Items from a data source
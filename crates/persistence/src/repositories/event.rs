//! Wedding event repository for database operations.

use sqlx::PgPool;
use uuid::Uuid;

use crate::entities::WeddingEventEntity;
use crate::metrics::QueryTimer;

/// Repository for wedding-event database operations.
#[derive(Clone)]
pub struct EventRepository {
    pool: PgPool,
}

impl EventRepository {
    /// Creates a new EventRepository with the given connection pool.
    pub fn new(pool: PgPool) -> Self {
        Self { pool }
    }

    /// Returns a reference to the connection pool.
    pub fn pool(&self) -> &PgPool {
        &self.pool
    }

    /// List all events of a wedding in display order.
    pub async fn list_for_wedding(
        &self,
        wedding_id: Uuid,
    ) -> Result<Vec<WeddingEventEntity>, sqlx::Error> {
        let timer = QueryTimer::new("list_events_for_wedding");
        let result = sqlx::query_as::<_, WeddingEventEntity>(
            r#"
            SELECT id, wedding_id, name, starts_at, ends_at, venue_name, venue_address,
                   dress_code, sort_order
            FROM wedding_events
            WHERE wedding_id = $1
            ORDER BY sort_order, starts_at
            "#,
        )
        .bind(wedding_id)
        .fetch_all(&self.pool)
        .await;
        timer.record();
        result
    }
}

#[cfg(test)]
mod tests {
    // Note: EventRepository tests require a database connection and are
    // covered by integration tests
}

**Task statement**
Copy out every record exactly; leave nothing out.

**Response to the task**
filename crates/persistence/src/repositories/event.rs
//! Wedding event repository for database operations.

use sqlx::PgPool;
use uuid::Uuid;

use crate::entities::WeddingEventEntity;
use crate::metrics::QueryTimer;

/// Repository for wedding-event database operations.
#[derive(Clone)]
pub struct EventRepository {
    pool: PgPool,
}

impl EventRepository {
    /// Creates a new EventRepository with the given connection pool.
    pub fn new(pool: PgPool) -> Self {
        Self { pool }
    }

    /// Returns a reference to the connection pool.
    pub fn pool(&self) -> &PgPool {
        &self.pool
    }

    /// List all events of a wedding in display order.
    pub async fn list_for_wedding(
        &self,
        wedding_id: Uuid,
    ) -> Result<Vec<WeddingEventEntity>, sqlx::Error> {
        let timer = QueryTimer::new("list_events_for_wedding");
        let result = sqlx::query_as::<_, WeddingEventEntity>(
            r#"
            SELECT id, wedding_id, name, starts_at, ends_at, venue_name, venue_address,
                   dress_code, sort_order
            FROM wedding_events
            WHERE wedding_id = $1
            ORDER BY sort_order, starts_at
            "#,
        )
        .bind(wedding_id)
        .fetch_all(&self.pool)
        .await;
        timer.record();
        result
    }
}

#[cfg(test)]
mod tests {
    // Note: EventRepository tests require a database connection and are
    // covered by integration tests
}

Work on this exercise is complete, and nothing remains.